Ken Taylor
Between Black & White
September 2017 - January 2018, at Petitou Cafe, Peckham.
This wallet of postcards is a fourth collection of photographs, marking what is becoming a yearly ritual. As a counterpoint to the colour of the “Twin Trilogy” series 2014-2016 and the devisive fall out from the binary choice presented by the EU referendum of 2016, it seemed interesting to investigate colour photos that were ostensibly black and white. In making a preliminary selection and listening to the great bass clarinetist & saxophonist Bennie Maupin’s Penumbra* Cd of 2006, the beauty “between” black and white became the theme and title for the show.
The pictures chosen meditate on a weathered urban world, devoid of direct corporate control, hovering between the recognisable, and something more illusive in their layered complexity. While this, coupled with the black and whiteness can be seen as a lament for a lost communication, the language of photographs is inevitably “light”, the perennial mediator that brings growth, conversations and hope into being. This brought to mind Octavio Paz’s poem “The Bridge”. Here the collaborative complexity to build bridges is used metaphorically to reflect back on making connections, rather than walls of separation. Hopefully the postcards will be sent into the world with affection and some quiet rainbows may appear.

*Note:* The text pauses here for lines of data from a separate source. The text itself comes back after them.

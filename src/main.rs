use clap::{Parser, Subcommand};
use std::path::PathBuf;
use std::process::ExitCode;
use tokio::runtime::Runtime;
use tracing_subscriber::{layer::SubscriberExt, util::SubscriberInitExt};

use filescope::Category;
use filescope::cli::FORMATS;
use filescope::cli::commands::{analyze, batch, classify, config};

#[derive(Parser)]
#[command(name = "filescope")]
#[command(
    version,
    about = "Heuristic file categorization and analysis"
)]
struct Cli {
    #[command(subcommand)]
    command: Commands,

    #[arg(long, global = true)]
    verbose: bool,

    #[arg(long, short, global = true)]
    quiet: bool,
}

#[derive(Subcommand)]
enum Commands {
    /// Analyze a single file
    Analyze {
        #[arg(help = "File to analyze")]
        file: PathBuf,
        #[arg(long, help = "Force a category instead of detecting it")]
        category: Option<Category>,
        #[arg(long, help = "Override the guessed MIME type")]
        mime: Option<String>,
        #[arg(long, help = "Attach insights from the configured enrichment provider")]
        enrich: bool,
        #[arg(
            short = 'f',
            long,
            default_value = "text",
            value_parser = FORMATS,
            help = "Output format: text, json"
        )]
        format: String,
    },

    /// Analyze every file under a directory
    Batch {
        #[arg(help = "Directory to scan")]
        dir: PathBuf,
        #[arg(long, short = 'j', help = "Files analyzed concurrently")]
        concurrency: Option<usize>,
        #[arg(long, help = "Include hidden files and directories")]
        hidden: bool,
        #[arg(
            short = 'f',
            long,
            default_value = "text",
            value_parser = FORMATS,
            help = "Output format: text, json"
        )]
        format: String,
    },

    /// Print the category for a path or extension
    Classify {
        #[arg(help = "Path or extension, e.g. src/main.py or .csv")]
        target: String,
        #[arg(long, help = "MIME type to classify with")]
        mime: Option<String>,
    },

    /// Manage configuration
    Config {
        #[command(subcommand)]
        action: ConfigAction,
    },
}

#[derive(Subcommand)]
enum ConfigAction {
    /// Show current configuration (merged from all sources)
    Show {
        #[arg(
            short = 'f',
            long,
            default_value = "text",
            value_parser = FORMATS,
            help = "Output format: text, json"
        )]
        format: String,
    },
    /// Show configuration file paths
    Path,
    /// Write a configuration template
    Init {
        #[arg(long, short, help = "Initialize global config")]
        global: bool,
        #[arg(long, help = "Overwrite existing config")]
        force: bool,
    },
}

/// Set up panic handler for graceful error reporting
fn setup_panic_handler() {
    let default_hook = std::panic::take_hook();

    std::panic::set_hook(Box::new(move |panic_info| {
        let message = if let Some(s) = panic_info.payload().downcast_ref::<&str>() {
            s.to_string()
        } else if let Some(s) = panic_info.payload().downcast_ref::<String>() {
            s.clone()
        } else {
            "Unknown panic".to_string()
        };

        eprintln!("\n\x1b[1;31m━━━ PANIC ━━━\x1b[0m");
        eprintln!("\x1b[31mfilescope encountered an unexpected error:\x1b[0m");
        eprintln!("  {}", message);

        if let Some(location) = panic_info.location() {
            eprintln!(
                "\x1b[90mLocation: {}:{}:{}\x1b[0m",
                location.file(),
                location.line(),
                location.column()
            );
        }
        eprintln!();

        // Call default hook for backtrace (if RUST_BACKTRACE=1)
        default_hook(panic_info);
    }));
}

fn main() -> ExitCode {
    setup_panic_handler();

    match run_cli() {
        Ok(()) => ExitCode::SUCCESS,
        Err(e) => {
            eprintln!("\x1b[31mError:\x1b[0m {}", e);
            ExitCode::FAILURE
        }
    }
}

fn run_cli() -> anyhow::Result<()> {
    let cli = Cli::parse();

    let filter = if cli.verbose {
        "debug"
    } else if cli.quiet {
        "error"
    } else {
        "info"
    };

    // Logs go to stderr so JSON output stays parseable
    tracing_subscriber::registry()
        .with(
            tracing_subscriber::EnvFilter::try_from_default_env().unwrap_or_else(|_| filter.into()),
        )
        .with(tracing_subscriber::fmt::layer().with_writer(std::io::stderr))
        .init();

    match cli.command {
        Commands::Analyze {
            file,
            category,
            mime,
            enrich,
            format,
        } => {
            let rt = Runtime::new()?;
            rt.block_on(analyze::run(analyze::AnalyzeOptions {
                file,
                category,
                mime,
                enrich,
                format,
            }))?;
        }
        Commands::Batch {
            dir,
            concurrency,
            hidden,
            format,
        } => {
            let rt = Runtime::new()?;
            rt.block_on(batch::run(batch::BatchOptions {
                dir,
                concurrency,
                hidden,
                format,
            }))?;
        }
        Commands::Classify { target, mime } => {
            classify::run(&target, mime.as_deref())?;
        }
        Commands::Config { action } => match action {
            ConfigAction::Show { format } => config::show(&format)?,
            ConfigAction::Path => config::path()?,
            ConfigAction::Init { global, force } => config::init(global, force)?,
        },
    }

    Ok(())
}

*(Oxford Dictionary definition; Penumbra) 1. The partially shaded outer region of the shadow cast by an opaque object. 2. A peripheral or indeterminate area or group.
Ken Taylor is 5 minutes younger than his twin sister. He is an Architect who takes a lot of photographs and lives in Peckham.
This publication is dedicated to Rosemary Connor Taylor (1933-2016) who had an eye for colour and the nuances Between Black and White.